Anne Cooke Bacon was highly educated and was known for her ability to read Latin, Greek, Italian and French.
She married Sir Nicholas Bacon, Queen's Keeper of the Great Seal and a member of Elizabeth's Privy Council.
The directions of the new Church of England were heavily influenced by her husband and Anne too was actively involved in the religious controversies of her day, her translations position her as a strong advocate for the Protestant cause. Whilst in her early 20s she translated the sermons of Bernardino Ochino, a popular Italian preacher who converted to Calvinism.
Her translations were printed in four different volumes of Ochino's sermons (between 1548 and 1570) although the publishers of these editions did not always see fit to name her as the translator.

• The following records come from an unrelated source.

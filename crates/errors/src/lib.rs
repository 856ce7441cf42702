use std::borrow::Cow;

/// ErrorMetadata can be attached to an anyhow error chain via
/// `.context(e /*ErrorMetadata*/)`. It is a generic object used across the
/// codebase to tag errors with information that is used to classify them.
///
/// The msg is conveyed as the caller-facing error message if it makes it to
/// an RPC response.
///
/// The short_msg is used as a tag - available for tests and for metrics
/// logging - to have a message that is resilient to changes in copy.
#[derive(thiserror::Error, Clone, Debug, PartialEq, Eq)]
#[error("{msg}")]
pub struct ErrorMetadata {
    /// The error code associated with this ErrorMetadata
    pub code: ErrorCode,
    /// short ScreamingCamelCase. Usable in tests for string matching.
    /// Eg InvalidTimestamp
    pub short_msg: Cow<'static, str>,
    /// human readable - developer facing. Should be longer and descriptive.
    pub msg: Cow<'static, str>,
}

#[derive(Debug, Clone, Copy, PartialEq, Eq)]
pub enum ErrorCode {
    BadRequest,
    NotFound,
    Overloaded,
    OperationalInternalServerError,
}

impl ErrorMetadata {
    /// Malformed input. The request can never succeed as written.
    ///
    /// The short_msg should be CapitalCamelCased describing the error.
    /// The msg should be a descriptive message targeted toward the developer.
    pub fn bad_request(
        short_msg: impl Into<Cow<'static, str>>,
        msg: impl Into<Cow<'static, str>>,
    ) -> Self {
        Self {
            code: ErrorCode::BadRequest,
            short_msg: short_msg.into(),
            msg: msg.into(),
        }
    }

    /// Resource not found.
    pub fn not_found(
        short_msg: impl Into<Cow<'static, str>>,
        msg: impl Into<Cow<'static, str>>,
    ) -> Self {
        Self {
            code: ErrorCode::NotFound,
            short_msg: short_msg.into(),
            msg: msg.into(),
        }
    }

    /// The node cannot take this request right now, but it may succeed later
    /// (admission control, disk pressure). Callers should back off.
    pub fn overloaded(
        short_msg: impl Into<Cow<'static, str>>,
        msg: impl Into<Cow<'static, str>>,
    ) -> Self {
        Self {
            code: ErrorCode::Overloaded,
            short_msg: short_msg.into(),
            msg: msg.into(),
        }
    }

    /// An invariant the server should have upheld was violated. Not the
    /// caller's fault.
    pub fn operational_internal_server_error() -> Self {
        Self {
            code: ErrorCode::OperationalInternalServerError,
            short_msg: "InternalServerError".into(),
            msg: "Internal server error".into(),
        }
    }
}

/// Helpers for inspecting the `ErrorMetadata` attached to an anyhow chain.
pub trait ErrorMetadataAnyhowExt {
    fn metadata(&self) -> Option<&ErrorMetadata>;
    fn short_msg(&self) -> Option<&str>;
    fn is_bad_request(&self) -> bool;
    fn is_overloaded(&self) -> bool;
}

impl ErrorMetadataAnyhowExt for anyhow::Error {
    fn metadata(&self) -> Option<&ErrorMetadata> {
        self.downcast_ref::<ErrorMetadata>()
    }

    fn short_msg(&self) -> Option<&str> {
        self.metadata().map(|em| &*em.short_msg)
    }

    fn is_bad_request(&self) -> bool {
        matches!(
            self.metadata(),
            Some(ErrorMetadata {
                code: ErrorCode::BadRequest,
                ..
            })
        )
    }

    fn is_overloaded(&self) -> bool {
        matches!(
            self.metadata(),
            Some(ErrorMetadata {
                code: ErrorCode::Overloaded,
                ..
            })
        )
    }
}

#[cfg(test)]
mod tests {
    use super::*;

    #[test]
    fn test_metadata_survives_context_chain() {
        let err: anyhow::Error = anyhow::anyhow!("disk probe failed")
            .context(ErrorMetadata::overloaded("DiskFull", "disk usage over threshold"));
        assert!(err.is_overloaded());
        assert_eq!(err.short_msg(), Some("DiskFull"));
        assert!(!err.is_bad_request());
    }
}
#[tokio::test]
async fn test_two_shards_share_one_segment() {
    config_test();
    let repo = Arc::new(MockSchemaRepo::new());
    repo.add_stream(simple_schema(), &[]);
    let handler = handler(&repo);

    handler
        .handle_batch(vec![
            request(event(
                "g",
                "svc",
                "e1",
                TS_SECS,
                3,
                vec![family(vec![str_value("a")])],
                vec![str_value("instance-1")],
            )),
            request(event(
                "g",
                "svc",
                "e2",
                TS_SECS + 1,
                4,
                vec![family(vec![str_value("b")])],
                vec![str_value("instance-2")],
            )),
        ])
        .await;

    let tsdb = repo.tsdb("g");
    assert_eq!(tsdb.segment_count(), 1);
    let segment = tsdb.segment_containing(TS_NANOS).unwrap();
    // The second event reuses the accumulator's segment; one acquisition,
    // one release.
    assert_eq!(segment.acquires.load(Ordering::SeqCst), 1);
    assert_eq!(segment.refs.load(Ordering::SeqCst), 0);
    assert!(segment.table(3).is_some());
    assert!(segment.table(4).is_some());
    assert_eq!(segment.table(3).unwrap().rows_committed(), 1);
    assert_eq!(segment.table(4).unwrap().rows_committed(), 1);
    assert_eq!(*tsdb.ticks.lock(), vec![(TS_SECS + 1) * 1_000_000_000]);
}

#[tokio::test]
async fn test_empty_tag_families_drop_the_accumulator() {
    config_test();
    let repo = Arc::new(MockSchemaRepo::new());
    repo.add_stream(simple_schema(), &[]);
    let handler = handler(&repo);

    handler
        .handle_batch(vec![request(event(
            "g",
            "svc",
            "bad",
            TS_SECS,
            3,
            vec![],
            vec![str_value("instance-1")],
        ))])
        .await;

    let tsdb = repo.tsdb("g");
    // The segment was acquired before validation failed; the discard must
    // have balanced the reference.
    let segment = tsdb.segment_containing(TS_NANOS).unwrap();
    assert_eq!(segment.refs.load(Ordering::SeqCst), 0);
    assert_eq!(segment.table(3).unwrap().rows_committed(), 0);
    assert!(tsdb.ticks.lock().is_empty());
    // The discarded batch went back to the pool.
    assert_eq!(handler.pool.free_count(), 1);
}

#[tokio::test]
async fn test_rejected_event_does_not_poison_later_events() {
    config_test();
    let repo = Arc::new(MockSchemaRepo::new());
    repo.add_stream(simple_schema(), &[]);
    let handler = handler(&repo);

    handler
        .handle_batch(vec![
            request(event(
                "g",
                "svc",
                "bad",
                TS_SECS,
                3,
                vec![],
                vec![str_value("instance-1")],
            )),
            request(event(
                "g",
                "svc",
                "good",
                TS_SECS + 2,
                3,
                vec![family(vec![str_value("x")])],
                vec![str_value("instance-1")],
            )),
        ])
        .await;

    let tsdb = repo.tsdb("g");
    let segment = tsdb.segment_containing(TS_NANOS).unwrap();
    // Acquired once for the doomed accumulator, once for the fresh one.
    assert_eq!(segment.acquires.load(Ordering::SeqCst), 2);
    assert_eq!(segment.refs.load(Ordering::SeqCst), 0);
    assert_eq!(segment.table(3).unwrap().rows_committed(), 1);
    assert_eq!(*tsdb.ticks.lock(), vec![(TS_SECS + 2) * 1_000_000_000]);
}

#[tokio::test]
async fn test_malformed_bytes_are_skipped() {
    config_test();
    let repo = Arc::new(MockSchemaRepo::new());
    repo.add_stream(simple_schema(), &[]);
    let handler = handler(&repo);

    let one = event(
        "g",
        "svc",
        "e1",
        TS_SECS,
        3,
        vec![family(vec![str_value("a")])],
        vec![str_value("instance-1")],
    );
    let two = event(
        "g",
        "svc",
        "e2",
        TS_SECS,
        3,
        vec![family(vec![str_value("b")])],
        vec![str_value("instance-2")],
    );
    handler
        .handle_batch(vec![
            BatchMessage::Encoded(one.encode_to_vec()),
            BatchMessage::Encoded(vec![0xff, 0xff, 0xff, 0xff]),
            BatchMessage::Encoded(two.encode_to_vec()),
        ])
        .await;

    let tsdb = repo.tsdb("g");
    let segment = tsdb.segment_containing(TS_NANOS).unwrap();
    assert_eq!(segment.table(3).unwrap().rows_committed(), 2);
    assert_eq!(tsdb.ticks.lock().len(), 1);
}

#[tokio::test]
async fn test_one_series_document_per_series() {
    config_test();
    let repo = Arc::new(MockSchemaRepo::new());
    repo.add_stream(simple_schema(), &[]);
    let handler = handler(&repo);

    let entity = vec![str_value("instance-1")];
    handler
        .handle_batch(vec![
            request(event(
                "g",
                "svc",
                "e1",
                TS_SECS,
                3,
                vec![family(vec![str_value("a")])],
                entity.clone(),
            )),
            request(event(
                "g",
                "svc",
                "e2",
                TS_SECS + 1,
                3,
                vec![family(vec![str_value("b")])],
                entity.clone(),
            )),
            request(event(
                "g",
                "svc",
                "e3",
                TS_SECS + 2,
                3,
                vec![family(vec![str_value("c")])],
                vec![str_value("instance-2")],
            )),
        ])
        .await;

    let tsdb = repo.tsdb("g");
    let segment = tsdb.segment_containing(TS_NANOS).unwrap();
    assert_eq!(segment.table(3).unwrap().rows_committed(), 3);
    let series_inserts = segment.series_inserts.lock();
    assert_eq!(series_inserts.len(), 1);
    // Three rows, two distinct series.
    assert_eq!(series_inserts[0].len(), 2);
}
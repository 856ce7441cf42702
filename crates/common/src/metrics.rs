use metrics::{
    log_counter,
    register_rill_counter,
};

register_rill_counter!(
    RILL_ERRORS_REPORTED_TOTAL,
    "Number of errors reported to logs without being propagated"
);
pub fn log_errors_reported_total() {
    log_counter(&RILL_ERRORS_REPORTED_TOTAL, 1);
}
//! The housekeeping scheduler: a registry of named, cron-scheduled tasks
//! driving segment rotation, retention, and compaction triggers.
//!
//! Each task runs as its own loop, sleeping on a [`Clock`] until the next
//! fire. A scheduler constructed over a mock clock hands every task a fresh
//! mock clock of its own, which [`Scheduler::trigger`] can re-synchronise to
//! fire tasks deterministically in tests.

use std::{
    collections::HashMap,
    sync::Arc,
    time::{
        Duration,
        SystemTime,
    },
};

use common::runtime::{
    tokio_spawn,
    Clock,
    Closer,
};
use parking_lot::RwLock;
use tokio::task::JoinHandle;

mod metrics;
mod schedule;
mod task;

pub use crate::{
    metrics::TaskMetrics,
    schedule::{
        ParseOptions,
        Schedule,
        ScheduleParseError,
    },
    task::TaskAction,
};

#[derive(Debug, thiserror::Error)]
pub enum RegisterError {
    #[error("scheduler is closed")]
    Closed,
    #[error("task {0} is already registered")]
    Duplicate(String),
    #[error(transparent)]
    Parse(#[from] ScheduleParseError),
}

struct TaskEntry {
    epoch: u64,
    closer: Closer,
    clock: Arc<dyn Clock>,
    schedule: Schedule,
    metrics: Arc<TaskMetrics>,
    join: JoinHandle<()>,
}

struct SchedulerState {
    closed: bool,
    next_epoch: u64,
    tasks: HashMap<String, TaskEntry>,
}

struct SchedulerInner {
    clock: Arc<dyn Clock>,
    state: RwLock<SchedulerState>,
}

#[derive(Clone)]
pub struct Scheduler {
    inner: Arc<SchedulerInner>,
}

impl Scheduler {
    pub fn new(clock: Arc<dyn Clock>) -> Self {
        Self {
            inner: Arc::new(SchedulerInner {
                clock,
                state: RwLock::new(SchedulerState {
                    closed: false,
                    next_epoch: 0,
                    tasks: HashMap::new(),
                }),
            }),
        }
    }

    /// Parse `expr` per `options` and start a task loop for `action` under
    /// `name`. Names are unique while their task is registered; the entry is
    /// removed once the loop exits.
    pub fn register(
        &self,
        name: impl Into<String>,
        options: ParseOptions,
        expr: &str,
        action: impl TaskAction,
    ) -> Result<(), RegisterError> {
        let name = name.into();
        let schedule = Schedule::parse(expr, options)?;

        let mut state = self.inner.state.write();
        if state.closed {
            return Err(RegisterError::Closed);
        }
        if state.tasks.contains_key(&name) {
            return Err(RegisterError::Duplicate(name));
        }
        let epoch = state.next_epoch;
        state.next_epoch += 1;

        // Tasks on a mock-backed scheduler get their own clock so one task's
        // triggering never disturbs another's pending sleep.
        let task_clock: Arc<dyn Clock> = match self.inner.clock.as_mock() {
            Some(mock) => Arc::new(mock.fork()),
            None => self.inner.clock.clone(),
        };
        let closer = Closer::new();
        let metrics = Arc::new(TaskMetrics::default());
        let task = task::Task::new(
            name.clone(),
            schedule.clone(),
            Arc::new(action),
            task_clock.clone(),
            closer.clone(),
            metrics.clone(),
        );

        let inner = Arc::downgrade(&self.inner);
        let loop_name = name.clone();
        let join = tokio_spawn("scheduler_task_loop", async move {
            task.run().await;
            // Deregister ourselves, unless close() already drained the map
            // or the name was re-registered in the meantime.
            if let Some(inner) = inner.upgrade() {
                let mut state = inner.state.write();
                if state
                    .tasks
                    .get(&loop_name)
                    .is_some_and(|entry| entry.epoch == epoch)
                {
                    state.tasks.remove(&loop_name);
                }
            }
        });
        state.tasks.insert(
            name,
            TaskEntry {
                epoch,
                closer,
                clock: task_clock,
                schedule,
                metrics,
                join,
            },
        );
        Ok(())
    }

    /// Re-synchronise the named task's clock to this scheduler's current
    /// time, satisfying its pending sleep. Only meaningful for mock-backed
    /// schedulers; returns false on real clocks and unknown names.
    pub fn trigger(&self, name: &str) -> bool {
        let Some(scheduler_mock) = self.inner.clock.as_mock() else {
            return false;
        };
        let now = scheduler_mock.now();
        let state = self.inner.state.read();
        let Some(entry) = state.tasks.get(name) else {
            return false;
        };
        let Some(task_mock) = entry.clock.as_mock() else {
            return false;
        };
        task_mock.set(now);
        true
    }

    /// The gap between the named task's next two fires, plus the first fire
    /// time.
    pub fn interval(&self, name: &str) -> Option<(Duration, SystemTime)> {
        let state = self.inner.state.read();
        let entry = state.tasks.get(name)?;
        let now = entry.clock.now();
        let first = entry.schedule.next_after(now)?;
        let second = entry.schedule.next_after(first)?;
        Some((
            second.duration_since(first).unwrap_or_default(),
            first,
        ))
    }

    pub fn metrics(&self) -> HashMap<String, Arc<TaskMetrics>> {
        let state = self.inner.state.read();
        state
            .tasks
            .iter()
            .map(|(name, entry)| (name.clone(), entry.metrics.clone()))
            .collect()
    }

    pub fn is_closed(&self) -> bool {
        self.inner.state.read().closed
    }

    pub fn len(&self) -> usize {
        self.inner.state.read().tasks.len()
    }

    pub fn is_empty(&self) -> bool {
        self.len() == 0
    }

    /// Signal every task to stop and wait for each loop to exit. Subsequent
    /// registrations fail with [`RegisterError::Closed`]. Idempotent.
    pub async fn close(&self) {
        let entries: Vec<TaskEntry> = {
            let mut state = self.inner.state.write();
            state.closed = true;
            state.tasks.drain().map(|(_, entry)| entry).collect()
        };
        for entry in &entries {
            entry.closer.close();
        }
        for entry in entries {
            if let Err(e) = entry.join.await {
                if e.is_panic() {
                    tracing::error!("task loop panicked during close: {e}");
                }
            }
        }
    }

    /// The clock a registered task sleeps on. Test introspection.
    #[cfg(any(test, feature = "testing"))]
    pub fn task_clock(&self, name: &str) -> Option<Arc<dyn Clock>> {
        let state = self.inner.state.read();
        state.tasks.get(name).map(|entry| entry.clock.clone())
    }
}
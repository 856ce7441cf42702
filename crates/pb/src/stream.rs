// rill.stream.v1

/// One stream record as submitted by a client.
#[derive(Clone, PartialEq, ::prost::Message)]
pub struct ElementValue {
    /// Identity of the element within its series; unique only together with
    /// the series.
    #[prost(string, tag = "1")]
    pub element_id: ::prost::alloc::string::String,
    #[prost(message, optional, tag = "2")]
    pub timestamp: ::core::option::Option<::prost_types::Timestamp>,
    /// Tag families in the stream schema's declared order. Trailing families
    /// may be omitted.
    #[prost(message, repeated, tag = "3")]
    pub tag_families: ::prost::alloc::vec::Vec<super::model::TagFamilyForWrite>,
}

#[derive(Clone, PartialEq, ::prost::Message)]
pub struct WriteRequest {
    #[prost(message, optional, tag = "1")]
    pub metadata: ::core::option::Option<super::model::Metadata>,
    #[prost(message, optional, tag = "2")]
    pub element: ::core::option::Option<ElementValue>,
    #[prost(uint64, tag = "3")]
    pub message_id: u64,
}

/// A write request after the routing layer has resolved its shard and series
/// identity.
#[derive(Clone, PartialEq, ::prost::Message)]
pub struct InternalWriteRequest {
    #[prost(uint32, tag = "1")]
    pub shard_id: u32,
    /// Tag values forming the series identity, in entity declaration order.
    #[prost(message, repeated, tag = "2")]
    pub entity_values: ::prost::alloc::vec::Vec<super::model::TagValue>,
    #[prost(message, optional, tag = "3")]
    pub request: ::core::option::Option<WriteRequest>,
}
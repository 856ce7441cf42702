// rill.model.v1

/// A single string value.
#[derive(Clone, PartialEq, ::prost::Message)]
pub struct Str {
    #[prost(string, tag = "1")]
    pub value: ::prost::alloc::string::String,
}

/// A single 64-bit integer value.
#[derive(Clone, PartialEq, ::prost::Message)]
pub struct Int {
    #[prost(int64, tag = "1")]
    pub value: i64,
}

/// An ordered list of string values.
#[derive(Clone, PartialEq, ::prost::Message)]
pub struct StrArray {
    #[prost(string, repeated, tag = "1")]
    pub value: ::prost::alloc::vec::Vec<::prost::alloc::string::String>,
}

/// An ordered list of 64-bit integer values.
#[derive(Clone, PartialEq, ::prost::Message)]
pub struct IntArray {
    #[prost(int64, repeated, tag = "1")]
    pub value: ::prost::alloc::vec::Vec<i64>,
}

/// One typed tag value.
#[derive(Clone, PartialEq, ::prost::Message)]
pub struct TagValue {
    #[prost(oneof = "tag_value::Value", tags = "1, 2, 3, 4, 5, 6")]
    pub value: ::core::option::Option<tag_value::Value>,
}

/// Nested message and enum types in `TagValue`.
pub mod tag_value {
    #[derive(Clone, PartialEq, ::prost::Oneof)]
    pub enum Value {
        #[prost(enumeration = "super::NullValue", tag = "1")]
        Null(i32),
        #[prost(message, tag = "2")]
        Str(super::Str),
        #[prost(message, tag = "3")]
        StrArray(super::StrArray),
        #[prost(message, tag = "4")]
        Int(super::Int),
        #[prost(message, tag = "5")]
        IntArray(super::IntArray),
        #[prost(bytes, tag = "6")]
        BinaryData(::prost::alloc::vec::Vec<u8>),
    }
}

/// The tag values of one tag family, in the family's declared tag order.
#[derive(Clone, PartialEq, ::prost::Message)]
pub struct TagFamilyForWrite {
    #[prost(message, repeated, tag = "1")]
    pub tags: ::prost::alloc::vec::Vec<TagValue>,
}

/// Identity of a stream within a group.
#[derive(Clone, PartialEq, ::prost::Message)]
pub struct Metadata {
    #[prost(string, tag = "1")]
    pub group: ::prost::alloc::string::String,
    #[prost(string, tag = "2")]
    pub name: ::prost::alloc::string::String,
}

#[derive(Clone, Copy, Debug, PartialEq, Eq, Hash, PartialOrd, Ord, ::prost::Enumeration)]
#[repr(i32)]
pub enum NullValue {
    NullValue = 0,
}

impl NullValue {
    /// String value of the enum field names used in the ProtoBuf definition.
    pub fn as_str_name(&self) -> &'static str {
        match self {
            NullValue::NullValue => "NULL_VALUE",
        }
    }
}
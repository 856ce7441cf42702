//! Clock abstraction for everything in the engine that sleeps or reads the
//! wall clock. Production code runs on [`RealClock`]; time-dependent tests
//! and the scheduler's trigger path run on the caller-driven [`MockClock`].

use std::{
    future::Future,
    pin::Pin,
    time::{
        Duration,
        SystemTime,
    },
};

use futures::{
    future::FusedFuture,
    FutureExt,
};
use tokio::sync::watch;

mod mock;

pub use self::mock::MockClock;

/// A one-shot wake, resolved once the owning clock has advanced past the
/// requested deadline. Dropping it cancels the wait.
pub type SleepFuture = Pin<Box<dyn FusedFuture<Output = ()> + Send + 'static>>;

/// A monotonic time source. Functionality that sleeps must go through this
/// trait so it can run against virtualized time in tests and so the
/// scheduler can re-synchronise a task's clock on demand.
pub trait Clock: Send + Sync + 'static {
    /// Return (a potentially-virtualized) system time. Compare with
    /// `std::time::UNIX_EPOCH` to obtain a Unix timestamp.
    fn now(&self) -> SystemTime;

    /// Sleep for the given duration.
    fn sleep(&self, duration: Duration) -> SleepFuture;

    /// Mock clocks return themselves for caller-driven advancement.
    fn as_mock(&self) -> Option<&MockClock> {
        None
    }
}

/// Wall-clock time and tokio timers.
#[derive(Clone, Copy, Default)]
pub struct RealClock;

impl Clock for RealClock {
    fn now(&self) -> SystemTime {
        SystemTime::now()
    }

    fn sleep(&self, duration: Duration) -> SleepFuture {
        Box::pin(tokio::time::sleep(duration).fuse())
    }
}

/// Wraps `tokio::spawn` so call sites carry a stable name for their task.
pub fn tokio_spawn<F>(name: &'static str, f: F) -> tokio::task::JoinHandle<F::Output>
where
    F: Future + Send + 'static,
    F::Output: Send + 'static,
{
    tracing::trace!("spawning {name}");
    tokio::spawn(f)
}

/// Cooperative shutdown: signal once, observe from many places. Observers
/// that subscribe after the close still see it.
#[derive(Clone)]
pub struct Closer {
    tx: watch::Sender<bool>,
}

impl Closer {
    pub fn new() -> Self {
        let (tx, _rx) = watch::channel(false);
        Self { tx }
    }

    /// Signal shutdown. Idempotent.
    pub fn close(&self) {
        self.tx.send_replace(true);
    }

    pub fn is_closed(&self) -> bool {
        *self.tx.borrow()
    }

    /// Resolves once [`Closer::close`] has been called.
    pub fn wait_closed(&self) -> SleepFuture {
        let mut rx = self.tx.subscribe();
        Box::pin(
            async move {
                // `wait_for` returns immediately if the value is already true.
                let _ = rx.wait_for(|closed| *closed).await;
            }
            .fuse(),
        )
    }
}

#[cfg(test)]
mod tests {
    use std::time::Duration;

    use super::{
        Clock,
        Closer,
        MockClock,
    };

    #[tokio::test]
    async fn test_closer_wakes_existing_and_late_waiters() {
        let closer = Closer::new();
        let early = closer.wait_closed();
        closer.close();
        early.await;
        assert!(closer.is_closed());
        closer.wait_closed().await;
    }

    #[tokio::test]
    async fn test_mock_clock_sleep_satisfied_by_advance() {
        let clock = MockClock::new();
        let sleep = clock.sleep(Duration::from_secs(5));
        clock.advance(Duration::from_secs(5));
        sleep.await;
    }
}
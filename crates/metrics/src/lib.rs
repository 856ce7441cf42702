//! Code for interacting with our metrics logging.

use std::sync::LazyLock;

use prometheus::Registry;

mod macros;
mod registration;
mod reporting;
mod timer;

pub use paste::paste;
pub use prometheus;

pub use crate::{
    registration::{
        register_counter_impl,
        register_counter_vec_impl,
        register_gauge_impl,
        register_histogram_impl,
        register_histogram_vec_impl,
    },
    reporting::{
        get_desc,
        log_counter,
        log_counter_with_label_values,
        log_distribution,
        log_distribution_with_label_values,
        log_gauge,
    },
    timer::Timer,
};

/// Every metric in the process hangs off this registry so an exporter
/// endpoint can scrape a single place.
pub static RILL_METRICS_REGISTRY: LazyLock<Registry> = LazyLock::new(Registry::new);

Translations by R. Argentyne were often included in the volumes and, in the earlier editions, he was credited with her work. The text reproduced here comes from the 1551 edition of Fouretene sermons of Barnardine Ochyne ... translated by AC as it not only includes Anne's dedication to her mother and a preface in praise of Anne's work but is the only edition of more than five sermons that does not also reprint translations by Argentyne.
As an appendix to the present volume the five sermons translated by AC in the 1551 edition of Certayne sermons of the ryghte famous and excellent clerke ... are included. These five plus the fourteen reprinted in the body of this book constitute all of the sermons that Anne Cooke is known to have translated and published. In 1562 John Jewel's Apologia ecclesiae anglicanae was published in England and was viewed as the authoritative defence of the English Church.
Anne Cooke Bacon's translation of it was published in 1564 and became the official English version.